1.3 Distance

135 11 17
                                        

Nanami tidak tahu dimana letak kesalahan yang mungkin tidak sengaja diperbuatnya saat merasakan perubahan sikap Akashi yang baru. Terlalu tiba-tiba dan terasa sangat asing. Dia sudah terbiasa dengan tanggapan kering Akashi yang sekarang padanya. Nanami juga mulai terbiasa dengan aura mengancam yang tiba-tiba kadang membuatnya tidak bisa berkutik. Atau, ucapan kelewat tidak berperasaan orang ini padanya. Sungguh. Nanami sudah terbiasa. Namun, meski begitu, Akashi masih memperlakukannya dengan cukup baik. Dia sopan. Tidak ada penolakan saat Nanami datang ke apartemennya untuk membantu merapikan atau sekedar untuk membuatkan pemuda itu makanan rumahan. Meski tanggapannya kering, Akashi selalu menghabiskan apa yang ia buat.

Tapi kali ini berbeda. Ada yang ganjil. Seolah, Akashi kembali berubah. Nanami kebingungan. Itu adalah saat Nanami secara refleks memegang tangan dahi Akashi saat melihat wajahnya memerah. Jelas dia dalam keadaan tidak sehat. Justru yang membuatnya kebingungan adalah saat tangan Akashi menepis kasar tangannya yang hendak mendarat di kening. Mencoba memeriksa suhu.

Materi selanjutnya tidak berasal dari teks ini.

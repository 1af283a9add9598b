//! Change events for structural mutations
//!
//! Every mutating operation emits exactly one event per logical property it
//! changes, synchronously, in the call stack of the mutation.

use super::types::{EdgeId, Slot, VertexId};

/// A structural change to a vertex, edge, or graph collection
#[derive(Debug, Clone, Copy, PartialEq, Eq)]
pub enum ChangeEvent {
    /// A vertex's payload was replaced
    PayloadChanged { vertex: VertexId },

    /// An entry was added to or removed from a vertex's incident-edge list
    IncidentEdgesChanged { vertex: VertexId, edge: EdgeId },

    /// An endpoint slot of an edge was reassigned
    EndpointChanged {
        edge: EdgeId,
        slot: Slot,
        from: Option<VertexId>,
        to: Option<VertexId>,
    },

    /// A graph's vertex collection gained or lost a member
    VerticesChanged { vertex: VertexId, added: bool },

    /// A graph's edge collection gained or lost a member
    EdgesChanged { edge: EdgeId, added: bool },
}

impl ChangeEvent {
    /// Stable name of the logical property this event refers to
    pub fn property(&self) -> &'static str {
        match self {
            ChangeEvent::PayloadChanged { .. } => "payload",
            ChangeEvent::IncidentEdgesChanged { .. } => "incident-edges",
            ChangeEvent::EndpointChanged { .. } => "endpoint",
            ChangeEvent::VerticesChanged { .. } => "vertices",
            ChangeEvent::EdgesChanged { .. } => "edges",
        }
    }
}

Dia berkedip. "Gomen, apa aku melakukan kesalahan?" Nanami bertanya dengan suara yang terdengar agak jauh. Dia kaget oleh penolakan tiba-tiba Akashi, namun tetap bisa memasang wajah santai tanpa beban.

"Lupakan. Kembali ke kelas. Aku akan pulang."

"Eh?" Nanami tahu Akashi selalu menjaga kebugaran tubuhnya. Sebagai seorang atlit, Akashi melakukan olahraga rutin untuk menjaga tubuh dan kesehatan agar tetap dalam kondisi prima. Meski postur tubuhnya lebih kecil dari pemain basket reguler Rakuzan, namun tidak bisa dipungkiri jika dengan tinggi badan lebih kecil dari rekannya, Akashi bisa melakukan segala hal dalam basket. Seolah tinggi badannya sama sekali tidak menjadi penghalang buat Akashi. Namun, Akashi yang seperti ini justru sangat aneh.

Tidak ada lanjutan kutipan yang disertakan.